Un pintor erótico, un músico privilegiado y el cardenal del elefante comparten el ancestro cartagüeño. Vida de Pedro Morales Pino. En febrero de 1863, al mismo tiempo que en Rionegro, Antioquia, Tomás Cipriano de Mosquera inauguraba la asamblea constituyente que daría origen a los Estados Unidos de Colombia, en la muy antigua ciudad caucana de Cartago una mujer a punto de dar a luz iniciaba el largo camino del Quindío para cruzar a caballo la cordillera Central y llegar a Ibagué. Esta joven mujer soltera iba en busca del padre de la criatura, para conseguir un apoyo económico que él nunca le brindaría.

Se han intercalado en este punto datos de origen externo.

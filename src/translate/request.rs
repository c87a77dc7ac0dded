//! Translate Anthropic Messages API requests into `OpenAI` Chat Completions requests.
//!
//! Each Anthropic message contributes at most one `OpenAI` message carrying the
//! message's text: the string content itself, or the first `text` block. Other
//! block kinds are dropped, and a message with no text is dropped entirely.

use super::anthropic_types::MessagesRequest;
use super::openai_types::{ChatCompletionRequest, ChatMessage, StreamOptions};

/// Translate an Anthropic Messages API request into an `OpenAI` Chat Completions request.
/// Pure function. `stream_usage` asks the upstream to report usage on streams.
pub fn anthropic_to_openai(req: &MessagesRequest, stream_usage: bool) -> ChatCompletionRequest {
    let mut messages = Vec::with_capacity(req.messages.len() + 1);

    if let Some(ref system) = req.system {
        messages.push(ChatMessage {
            role: "system".to_string(),
            content: system.as_text(),
        });
    }

    messages.extend(req.messages.iter().filter_map(|msg| {
        let text = msg.content.first_text().filter(|t| !t.is_empty())?;
        Some(ChatMessage {
            role: msg.role.as_str().to_string(),
            content: text.to_string(),
        })
    }));

    let stream_options = (req.stream && stream_usage).then_some(StreamOptions {
        include_usage: true,
    });

    ChatCompletionRequest {
        model: req.model.clone(),
        messages,
        max_tokens: req.max_tokens,
        temperature: req.temperature,
        top_p: req.top_p,
        stop: req.stop_sequences.clone(),
        stream: req.stream,
        stream_options,
    }
}

#[cfg(test)]
mod tests {
    use super::*;
    use crate::translate::anthropic_types::*;

    fn request(messages: Vec<Message>, system: Option<SystemContent>) -> MessagesRequest {
        MessagesRequest {
            model: "gpt-4o".to_string(),
            messages,
            system,
            max_tokens: Some(1024),
            temperature: Some(0.7),
            top_p: Some(0.9),
            stop_sequences: None,
            stream: false,
        }
    }

    fn text_message(role: Role, text: &str) -> Message {
        Message {
            role,
            content: MessageContent::Text(text.to_string()),
        }
    }

    #[test]
    fn test_simple_text_request() {
        let req = request(
            vec![text_message(Role::User, "Hello")],
            Some(SystemContent::Text("You are helpful".to_string())),
        );

        let result = anthropic_to_openai(&req, true);

        assert_eq!(result.model, "gpt-4o");
        assert_eq!(result.max_tokens, Some(1024));
        assert_eq!(result.temperature, Some(0.7));
        assert_eq!(result.top_p, Some(0.9));
        assert!(!result.stream);
        assert!(result.stream_options.is_none());
        assert!(result.stop.is_none());
        assert_eq!(
            result.messages,
            vec![
                ChatMessage {
                    role: "system".to_string(),
                    content: "You are helpful".to_string(),
                },
                ChatMessage {
                    role: "user".to_string(),
                    content: "Hello".to_string(),
                },
            ]
        );
    }

    #[test]
    fn test_system_segments_joined_with_newline() {
        let req = request(
            vec![text_message(Role::User, "hi")],
            Some(SystemContent::Blocks(vec![
                SystemBlock {
                    block_type: "text".to_string(),
                    text: "a".to_string(),
                },
                SystemBlock {
                    block_type: "text".to_string(),
                    text: "b".to_string(),
                },
            ])),
        );

        let result = anthropic_to_openai(&req, true);
        assert_eq!(result.messages[0].role, "system");
        assert_eq!(result.messages[0].content, "a\nb");
    }

    #[test]
    fn test_first_text_block_only() {
        let req = request(
            vec![Message {
                role: Role::User,
                content: MessageContent::Blocks(vec![
                    ContentBlock::Image {
                        source: serde_json::json!({"type": "base64", "media_type": "image/png", "data": "AAAA"}),
                    },
                    ContentBlock::Text {
                        text: "first".to_string(),
                    },
                    ContentBlock::Text {
                        text: "second".to_string(),
                    },
                ]),
            }],
            None,
        );

        let result = anthropic_to_openai(&req, true);
        assert_eq!(result.messages.len(), 1);
        assert_eq!(result.messages[0].content, "first");
    }

    #[test]
    fn test_message_without_text_is_dropped() {
        let req = request(
            vec![
                text_message(Role::User, "What's the weather?"),
                Message {
                    role: Role::Assistant,
                    content: MessageContent::Blocks(vec![ContentBlock::ToolUse {
                        id: "toolu_1".to_string(),
                        name: "get_weather".to_string(),
                        input: serde_json::json!({"city": "London"}),
                    }]),
                },
                Message {
                    role: Role::User,
                    content: MessageContent::Blocks(vec![ContentBlock::ToolResult {
                        tool_use_id: "toolu_1".to_string(),
                        content: Some(serde_json::json!("rainy")),
                        is_error: None,
                    }]),
                },
                text_message(Role::User, ""),
                text_message(Role::Assistant, "It is rainy."),
            ],
            None,
        );

        let result = anthropic_to_openai(&req, true);
        let roles: Vec<&str> = result.messages.iter().map(|m| m.role.as_str()).collect();
        assert_eq!(roles, vec!["user", "assistant"]);
        assert!(result.messages.iter().all(|m| !m.content.is_empty()));
        assert_eq!(result.messages[1].content, "It is rainy.");
    }

    #[test]
    fn test_stream_and_stop_sequences() {
        let mut req = request(vec![text_message(Role::User, "count")], None);
        req.stream = true;
        req.stop_sequences = Some(vec!["END".to_string()]);

        let result = anthropic_to_openai(&req, true);
        assert!(result.stream);
        assert!(result.stream_options.as_ref().is_some_and(|o| o.include_usage));
        assert_eq!(result.stop, Some(vec!["END".to_string()]));

        let without_usage = anthropic_to_openai(&req, false);
        assert!(without_usage.stream_options.is_none());
    }

    #[test]
    fn test_other_roles_pass_through() {
        let req = request(
            vec![
                text_message(Role::Other("developer".to_string()), "be brief"),
                text_message(Role::User, "hi"),
            ],
            None,
        );

        let result = anthropic_to_openai(&req, true);
        let roles: Vec<&str> = result.messages.iter().map(|m| m.role.as_str()).collect();
        assert_eq!(roles, vec!["developer", "user"]);
    }

    #[test]
    fn test_absent_fields_are_not_serialized() {
        let req = MessagesRequest {
            model: "m".to_string(),
            messages: vec![text_message(Role::User, "hi")],
            system: None,
            max_tokens: None,
            temperature: None,
            top_p: None,
            stop_sequences: None,
            stream: false,
        };

        let value = serde_json::to_value(anthropic_to_openai(&req, true)).unwrap();
        assert_eq!(
            value,
            serde_json::json!({
                "model": "m",
                "messages": [{"role": "user", "content": "hi"}],
                "stream": false
            })
        );
    }
}
//! API translation between Anthropic and `OpenAI` formats.
//!
//! The core of the bridge: converts requests, responses, and streaming events
//! between the two API formats. All translation functions are pure (no I/O).

pub mod anthropic_types;
pub mod openai_types;
pub mod request;
pub mod response;
pub mod streaming;
//! Scanline buffer pool
//!
//! The renderer draws into one or two band buffers, each holding a fixed
//! number of full-width rows. Every buffer moves through
//!
//! ```text
//! Free ──acquire──► Writing ──submit──► InFlight ──release──► Free
//!                      └───────────retire──────────────────────┘
//! ```
//!
//! and the pool rejects every other transition. With a single buffer the
//! renderer must wait for each flush to finish; with two it can draw the
//! next band while the previous one is still on the bus.

use heapless::Vec;

use crate::geometry::PanelSize;
use crate::pixel::ColorFormat;

/// Maximum number of band buffers
pub const MAX_BUFFERS: usize = 2;

/// Errors from the buffer pool
#[derive(Debug, Clone, Copy, PartialEq, Eq)]
#[cfg_attr(feature = "defmt", derive(defmt::Format))]
pub enum PoolError {
    /// No buffer slices were supplied
    NoBuffers,
    /// More than [`MAX_BUFFERS`] slices were supplied
    TooManyBuffers,
    /// A slice cannot hold one band of pixels
    Capacity,
    /// A buffer is already being written
    WriterActive,
    /// Every buffer is in flight
    Exhausted,
    /// The requested state change is not allowed
    InvalidTransition,
    /// Pixels were requested mutably from a buffer that is not being written
    NotWritable,
    /// The id does not belong to this pool
    UnknownBuffer,
}

/// Buffering strategy
#[derive(Debug, Clone, Copy, PartialEq, Eq)]
#[cfg_attr(feature = "defmt", derive(defmt::Format))]
pub enum BufferMode {
    Single,
    Double,
}

/// Ownership state of a buffer
#[derive(Debug, Clone, Copy, PartialEq, Eq)]
#[cfg_attr(feature = "defmt", derive(defmt::Format))]
pub enum BufferState {
    /// Available to the renderer
    Free,
    /// Renderer is drawing into it
    Writing,
    /// Handed to the panel, waiting for the transfer to finish
    InFlight,
}

/// Handle to a buffer in the pool
#[derive(Debug, Clone, Copy, PartialEq, Eq)]
#[cfg_attr(feature = "defmt", derive(defmt::Format))]
pub struct BufferId(u8);

impl BufferId {
    pub const fn index(&self) -> usize {
        self.0 as usize
    }
}

struct Slot<'a> {
    bytes: &'a mut [u8],
    state: BufferState,
}

/// Fixed set of band buffers borrowed from static storage
pub struct BufferPool<'a> {
    slots: Vec<Slot<'a>, MAX_BUFFERS>,
    format: ColorFormat,
    width: u16,
    rows: u16,
    next: usize,
}

impl<'a> BufferPool<'a> {
    /// Build a pool over one or two caller-provided slices
    ///
    /// Each buffer holds `height / divisor` rows (at least one). A divisor
    /// of zero is treated as one.
    pub fn new<I>(
        buffers: I,
        size: PanelSize,
        format: ColorFormat,
        divisor: u16,
    ) -> Result<Self, PoolError>
    where
        I: IntoIterator<Item = &'a mut [u8]>,
    {
        let rows = (size.height / divisor.max(1)).max(1);
        let needed = usize::from(size.width) * usize::from(rows) * format.bytes_per_pixel();

        let mut slots = Vec::new();
        for bytes in buffers {
            if bytes.len() < needed {
                return Err(PoolError::Capacity);
            }
            slots
                .push(Slot {
                    bytes,
                    state: BufferState::Free,
                })
                .map_err(|_| PoolError::TooManyBuffers)?;
        }
        if slots.is_empty() {
            return Err(PoolError::NoBuffers);
        }

        Ok(Self {
            slots,
            format,
            width: size.width,
            rows,
            next: 0,
        })
    }

    /// Mark the next free buffer as being written
    pub fn acquire_writable(&mut self) -> Result<BufferId, PoolError> {
        if self
            .slots
            .iter()
            .any(|slot| slot.state == BufferState::Writing)
        {
            return Err(PoolError::WriterActive);
        }

        let count = self.slots.len();
        for offset in 0..count {
            let index = (self.next + offset) % count;
            if self.slots[index].state == BufferState::Free {
                self.slots[index].state = BufferState::Writing;
                self.next = (index + 1) % count;
                return Ok(BufferId(index as u8));
            }
        }

        Err(PoolError::Exhausted)
    }

    /// Hand a written buffer to the panel (`Writing -> InFlight`)
    pub fn submit(&mut self, id: BufferId) -> Result<(), PoolError> {
        self.transition(id, BufferState::Writing, BufferState::InFlight)
    }

    /// Return a transferred buffer to the renderer (`InFlight -> Free`)
    pub fn release(&mut self, id: BufferId) -> Result<(), PoolError> {
        self.transition(id, BufferState::InFlight, BufferState::Free)
    }

    /// Submit and release in one step, for transfers that finish synchronously
    pub fn retire(&mut self, id: BufferId) -> Result<(), PoolError> {
        self.submit(id)?;
        self.release(id)
    }

    fn transition(
        &mut self,
        id: BufferId,
        from: BufferState,
        to: BufferState,
    ) -> Result<(), PoolError> {
        let slot = self
            .slots
            .get_mut(id.index())
            .ok_or(PoolError::UnknownBuffer)?;
        if slot.state != from {
            return Err(PoolError::InvalidTransition);
        }
        slot.state = to;
        Ok(())
    }

    /// Current state of a buffer
    pub fn state(&self, id: BufferId) -> Result<BufferState, PoolError> {
        self.slots
            .get(id.index())
            .map(|slot| slot.state)
            .ok_or(PoolError::UnknownBuffer)
    }

    /// Band contents, limited to one band's worth of bytes
    pub fn pixels(&self, id: BufferId) -> Result<&[u8], PoolError> {
        let len = self.capacity_bytes();
        self.slots
            .get(id.index())
            .map(|slot| &slot.bytes[..len])
            .ok_or(PoolError::UnknownBuffer)
    }

    /// Writable band contents, only while the buffer is `Writing`
    pub fn pixels_mut(&mut self, id: BufferId) -> Result<&mut [u8], PoolError> {
        let len = self.capacity_bytes();
        let slot = self
            .slots
            .get_mut(id.index())
            .ok_or(PoolError::UnknownBuffer)?;
        if slot.state != BufferState::Writing {
            return Err(PoolError::NotWritable);
        }
        Ok(&mut slot.bytes[..len])
    }

    /// Rows per band
    pub fn rows(&self) -> u16 {
        self.rows
    }

    /// Pixels per band
    pub fn capacity_pixels(&self) -> usize {
        usize::from(self.width) * usize::from(self.rows)
    }

    fn capacity_bytes(&self) -> usize {
        self.capacity_pixels() * self.format.bytes_per_pixel()
    }

    pub fn format(&self) -> ColorFormat {
        self.format
    }

    pub fn mode(&self) -> BufferMode {
        if self.slots.len() > 1 {
            BufferMode::Double
        } else {
            BufferMode::Single
        }
    }

    /// Number of buffers currently `Free`
    pub fn free_count(&self) -> usize {
        self.slots
            .iter()
            .filter(|slot| slot.state == BufferState::Free)
            .count()
    }
}

#[cfg(test)]
mod tests {
    use super::*;
    use proptest::prelude::*;

    const SIZE: PanelSize = PanelSize::new(320, 240);
    // 320 px * 40 rows * 2 bytes
    const BAND: usize = 320 * 40 * 2;

    #[test]
    fn test_rows_from_divisor() {
        let mut a = [0u8; BAND];
        let pool = BufferPool::new([&mut a[..]], SIZE, ColorFormat::Rgb565, 6).unwrap();
        assert_eq!(pool.rows(), 40);
        assert_eq!(pool.capacity_pixels(), 320 * 40);
        assert_eq!(pool.mode(), BufferMode::Single);
    }

    #[test]
    fn test_rows_at_least_one() {
        let mut a = [0u8; 320 * 2];
        let pool = BufferPool::new([&mut a[..]], SIZE, ColorFormat::Rgb565, 1000).unwrap();
        assert_eq!(pool.rows(), 1);
    }

    #[test]
    fn test_capacity_error() {
        let mut a = [0u8; BAND - 1];
        assert_eq!(
            BufferPool::new([&mut a[..]], SIZE, ColorFormat::Rgb565, 6).err(),
            Some(PoolError::Capacity)
        );
    }

    #[test]
    fn test_no_buffers_error() {
        let none: [&mut [u8]; 0] = [];
        assert_eq!(
            BufferPool::new(none, SIZE, ColorFormat::Rgb565, 6).err(),
            Some(PoolError::NoBuffers)
        );
    }

    #[test]
    fn test_too_many_buffers_error() {
        let mut a = [0u8; BAND];
        let mut b = [0u8; BAND];
        let mut c = [0u8; BAND];
        assert_eq!(
            BufferPool::new(
                [&mut a[..], &mut b[..], &mut c[..]],
                SIZE,
                ColorFormat::Rgb565,
                6
            )
            .err(),
            Some(PoolError::TooManyBuffers)
        );
    }

    #[test]
    fn test_double_acquire_without_submit_is_rejected() {
        let mut a = [0u8; BAND];
        let mut b = [0u8; BAND];
        let mut pool =
            BufferPool::new([&mut a[..], &mut b[..]], SIZE, ColorFormat::Rgb565, 6).unwrap();

        pool.acquire_writable().unwrap();
        assert_eq!(pool.acquire_writable(), Err(PoolError::WriterActive));
    }

    #[test]
    fn test_single_buffer_exhausted_while_in_flight() {
        let mut a = [0u8; BAND];
        let mut pool = BufferPool::new([&mut a[..]], SIZE, ColorFormat::Rgb565, 6).unwrap();

        let id = pool.acquire_writable().unwrap();
        pool.submit(id).unwrap();
        assert_eq!(pool.acquire_writable(), Err(PoolError::Exhausted));

        pool.release(id).unwrap();
        assert_eq!(pool.acquire_writable(), Ok(id));
    }

    #[test]
    fn test_double_buffers_alternate() {
        let mut a = [0u8; BAND];
        let mut b = [0u8; BAND];
        let mut pool =
            BufferPool::new([&mut a[..], &mut b[..]], SIZE, ColorFormat::Rgb565, 6).unwrap();
        assert_eq!(pool.mode(), BufferMode::Double);

        let first = pool.acquire_writable().unwrap();
        pool.submit(first).unwrap();
        let second = pool.acquire_writable().unwrap();
        assert_ne!(first, second);

        pool.retire(second).unwrap();
        pool.release(first).unwrap();
        let third = pool.acquire_writable().unwrap();
        assert_eq!(third, first);
    }

    #[test]
    fn test_invalid_transitions() {
        let mut a = [0u8; BAND];
        let mut pool = BufferPool::new([&mut a[..]], SIZE, ColorFormat::Rgb565, 6).unwrap();
        let id = BufferId(0);

        // Free -> InFlight
        assert_eq!(pool.submit(id), Err(PoolError::InvalidTransition));
        // Free -> Free via release
        assert_eq!(pool.release(id), Err(PoolError::InvalidTransition));

        pool.acquire_writable().unwrap();
        // Writing -> Free via release
        assert_eq!(pool.release(id), Err(PoolError::InvalidTransition));
        assert_eq!(pool.state(id), Ok(BufferState::Writing));
    }

    #[test]
    fn test_pixels_mut_only_while_writing() {
        let mut a = [0u8; BAND];
        let mut pool = BufferPool::new([&mut a[..]], SIZE, ColorFormat::Rgb565, 6).unwrap();
        assert_eq!(pool.pixels_mut(BufferId(0)).err(), Some(PoolError::NotWritable));

        let id = pool.acquire_writable().unwrap();
        pool.pixels_mut(id).unwrap()[0] = 0xAB;
        pool.retire(id).unwrap();

        assert_eq!(pool.pixels(id).unwrap()[0], 0xAB);
        assert_eq!(pool.pixels(id).unwrap().len(), BAND);
    }

    #[test]
    fn test_unknown_buffer() {
        let mut a = [0u8; BAND];
        let mut pool = BufferPool::new([&mut a[..]], SIZE, ColorFormat::Rgb565, 6).unwrap();
        assert_eq!(pool.submit(BufferId(1)), Err(PoolError::UnknownBuffer));
        assert_eq!(pool.state(BufferId(1)), Err(PoolError::UnknownBuffer));
    }

    #[derive(Debug, Clone, Copy)]
    enum Op {
        Acquire,
        Submit(u8),
        Release(u8),
        Retire(u8),
    }

    fn op() -> impl Strategy<Value = Op> {
        prop_oneof![
            Just(Op::Acquire),
            (0u8..2).prop_map(Op::Submit),
            (0u8..2).prop_map(Op::Release),
            (0u8..2).prop_map(Op::Retire),
        ]
    }

    proptest! {
        #[test]
        fn only_legal_transitions_happen(ops in prop::collection::vec(op(), 0..64)) {
            let mut a = [0u8; BAND];
            let mut b = [0u8; BAND];
            let mut pool =
                BufferPool::new([&mut a[..], &mut b[..]], SIZE, ColorFormat::Rgb565, 6).unwrap();

            for op in ops {
                let before = [pool.state(BufferId(0)).unwrap(), pool.state(BufferId(1)).unwrap()];
                let result = match op {
                    Op::Acquire => pool.acquire_writable().map(|_| ()),
                    Op::Submit(i) => pool.submit(BufferId(i)),
                    Op::Release(i) => pool.release(BufferId(i)),
                    Op::Retire(i) => pool.retire(BufferId(i)),
                };
                let after = [pool.state(BufferId(0)).unwrap(), pool.state(BufferId(1)).unwrap()];

                for i in 0..2 {
                    let legal = before[i] == after[i] || matches!(
                        (before[i], after[i]),
                        (BufferState::Free, BufferState::Writing)
                            | (BufferState::Writing, BufferState::InFlight)
                            | (BufferState::InFlight, BufferState::Free)
                            | (BufferState::Writing, BufferState::Free)
                    );
                    prop_assert!(legal, "{:?} -> {:?}", before[i], after[i]);
                }
                if result.is_err() {
                    prop_assert_eq!(before, after);
                }

                let writers = after.iter().filter(|s| **s == BufferState::Writing).count();
                prop_assert!(writers <= 1);
            }
        }
    }
}
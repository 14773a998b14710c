//! Widget renderer boundary

use crate::buffer::{BufferId, PoolError};
use crate::panel::PanelTransfer;
use crate::pipeline::Pipeline;
use crate::touch::PointerEvent;

/// Callback the renderer exposes to learn that a buffer may be reused
pub trait FlushReady {
    fn flush_ready(&mut self, buffer: BufferId);
}

/// Retained-mode widget renderer driven by the display loop
///
/// Calls are synchronous and happen in a fixed order each tick:
/// `pointer`, `tick_inc`, `render`.
pub trait Renderer {
    /// Deliver the pointer state sampled this tick
    fn pointer(&mut self, event: PointerEvent);

    /// Advance the renderer's clock
    fn tick_inc(&mut self, delta_ms: u32);

    /// Redraw what changed and flush it through the pipeline
    ///
    /// Only buffer pool failures are returned; they indicate a broken
    /// acquire/flush pairing and are fatal.
    fn render<P: PanelTransfer>(&mut self, pipeline: &mut Pipeline<'_, P>) -> Result<(), PoolError>;
}
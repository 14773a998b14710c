//! Hardware and renderer boundary traits
//!
//! These traits define the interface between the board-agnostic pipeline
//! and the concrete bus drivers, touch controllers and the widget renderer.

pub mod bus;
pub mod renderer;
pub mod touch;

pub use bus::{BusError, EpaperDevice, RasterBus};
pub use renderer::{FlushReady, Renderer};
pub use touch::TouchSensor;
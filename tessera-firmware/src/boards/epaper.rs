//! Waveshare 7.5" V2 e-paper (Pico-ePaper-7.5 pinout, no touch)
//!
//! | Signal | Pin    |
//! |--------|--------|
//! | DC     | GPIO8  |
//! | CS     | GPIO9  |
//! | CLK    | GPIO10 |
//! | DIN    | GPIO11 |
//! | RST    | GPIO12 |
//! | BUSY   | GPIO13 |

use defmt::*;
use embassy_rp::gpio::{Input, Level, Output, Pull};
use embassy_rp::peripherals::SPI1;
use embassy_rp::spi::{self, Blocking, Spi};
use embassy_rp::Peripherals;
use embassy_time::Delay;
use embedded_hal_bus::spi::{ExclusiveDevice, NoDelay};
use static_cell::ConstStaticCell;

use tessera_core::config::DisplayConfig;
use tessera_core::panel::{frame_len, MonoPanel, PanelKind};
use tessera_core::touch::RawPoint;
use tessera_core::traits::{BusError, TouchSensor};
use tessera_drivers::epd7in5v2::{self, Epd7in5V2};

use super::BoardError;

const EPD_HZ: u32 = 4_000_000;

// Band buffer size chosen by the build script for this board
include!(concat!(env!("OUT_DIR"), "/band.rs"));

const FRAME_LEN: usize = frame_len(epd7in5v2::SIZE);

static FRAME: ConstStaticCell<[u8; FRAME_LEN]> = ConstStaticCell::new([0; FRAME_LEN]);

type EpdSpi = ExclusiveDevice<Spi<'static, SPI1, Blocking>, Output<'static>, NoDelay>;

pub type Panel = MonoPanel<
    'static,
    Epd7in5V2<EpdSpi, Output<'static>, Output<'static>, Input<'static>, Delay>,
>;
pub type Touch = NoTouch;

/// Sensor for a board without a touch panel; never reports contact
pub struct NoTouch;

impl TouchSensor for NoTouch {
    fn poll(&mut self) -> Result<Option<RawPoint>, BusError> {
        Ok(None)
    }
}

pub struct Board {
    pub panel: Panel,
    pub touch: Option<Touch>,
}

impl Board {
    pub fn setup(p: Peripherals, config: &DisplayConfig) -> Result<Self, BoardError> {
        if config.panel.kind != PanelKind::Mono {
            return Err(BoardError::KindMismatch);
        }
        if config.panel.size() != epd7in5v2::SIZE {
            return Err(BoardError::SizeMismatch);
        }
        if config.touch.enabled {
            warn!("Touch enabled in config but this board has none");
        }

        let mut epd_config = spi::Config::default();
        epd_config.frequency = EPD_HZ;
        let bus = Spi::new_blocking_txonly(p.SPI1, p.PIN_10, p.PIN_11, epd_config);
        let cs = Output::new(p.PIN_9, Level::High);
        let spi = ExclusiveDevice::new_no_delay(bus, cs).map_err(|_| BoardError::Pin)?;
        let dc = Output::new(p.PIN_8, Level::Low);
        let rst = Output::new(p.PIN_12, Level::High);
        let busy = Input::new(p.PIN_13, Pull::None);

        let epd = Epd7in5V2::new(spi, dc, rst, busy, Delay);
        let mut panel = MonoPanel::new(
            epd,
            FRAME.take(),
            epd7in5v2::SIZE,
            config.panel.threshold(),
        )
        .map_err(BoardError::Transfer)?;

        info!("Clearing e-paper...");
        panel.start().map_err(BoardError::Bus)?;
        info!("E-paper ready, 800x480");

        Ok(Self { panel, touch: None })
    }
}
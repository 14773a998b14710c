//! Board-agnostic core of the display pipeline
//!
//! This crate contains everything between a retained-mode widget renderer
//! and the panel hardware that does not depend on a specific chip:
//!
//! - Geometry validation for renderer dirty areas
//! - Pixel formats and luminance binarization
//! - Scanline buffer pool (single or double buffered)
//! - Panel transfer variants (raster TFT, monochrome full-frame e-paper)
//! - Flush coordination and the e-paper refresh scheduler
//! - Touch calibration and pointer event generation
//! - Configuration types and the embedded config parser
//!
//! # Data flow
//!
//! ```text
//! touch ──► PointerEvent ──► renderer ──► (Area, BufferId) ──► FlushCoordinator
//!                                                                   │
//!                                     RefreshScheduler ◄── MonoPanel┤RasterPanel ──► bus
//!                                            │
//!                                            ▼
//!                                     full-frame e-paper refresh
//! ```

#![cfg_attr(not(test), no_std)]
#![deny(unsafe_code)]

pub mod buffer;
pub mod config;
pub mod flush;
pub mod geometry;
pub mod panel;
pub mod pipeline;
pub mod pixel;
pub mod refresh;
pub mod touch;
pub mod traits;

pub use buffer::{BufferId, BufferMode, BufferPool, BufferState, PoolError};
pub use flush::{FlushCoordinator, FlushError, FlushPhase, FlushReport, FlushStats};
pub use geometry::{Area, DirtyRect, PanelSize, RegionError};
pub use pipeline::{DisplayState, Pipeline, Registration};
pub use panel::{PanelKind, PanelTransfer, TransferError, TransferOutcome};
pub use pixel::{ColorFormat, Threshold};
pub use refresh::{RefreshEvent, RefreshScheduler, RefreshState, RefreshWindow};
pub use touch::{
    CalibrationEnvelope, LogicalPoint, PointerEvent, PointerState, RawPoint, TouchCalibrator,
    TouchInput,
};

Fue así, como siguiendo los designios de alguna profecía, que Pedro Morales Pino, uno de los músicos más importantes de nuestro folclor popular, nació en la ciudad musical de Ibagué, en donde fue bautizado con el sonoro nombre de Pedro José Pascacio de Jesús.
Rechazado también por la familia materna, este joven se crió en las calles de Cartago ayudando con sus ventas ambulantes de dulces a sostener a su madre. Pero las dotes de Pedro para el dibujo y para la música se notaron desde temprano. El destino fue benévolo con él y le llevó un mecenas, don Adolfo Sicard, que se trajo a Pedro a los quince años para Bogotá, y le abrió las puertas de una educación artística y musical.
Morales Pino y su conjunto de cuerdas Lira Colombiana tuvieron un amplio repertorio que combinaba transcripciones para bandolas, guitarras y tiples de la música operática italiana con bambucos y pasillos de su propia inspiración.
Recorrieron así el país entero, e hicieron giras por América Central y del Norte. Eran tiempos de caminos de mulas, barcos de vapor y ferrocarriles incipientes. Sus instrumentos viajaban en pesados baúles impermeabilizados contra los rigores del trópico con el mismo calafate que se empleaba en los buques.
Morales Pino dejó para la historia un álbum de recuerdos en donde se destacan los comentarios siempre halagadores de los críticos de entonces. Este compositor, arreglista y virtuoso intérprete ha merecido el título de «padre de la música colombiana», y fue quien llevó al pentagrama y clasificó los ritmos nacionales como el bambuco, la guabina y el pasillo. Según su biógrafo, el historiador de la música Jaime Rico Salazar, sólo recibió del Estado colombiano un único reconocimiento, cuando el gobierno de Pedro Nel Ospina corrió con los gastos de su entierro, en 1926.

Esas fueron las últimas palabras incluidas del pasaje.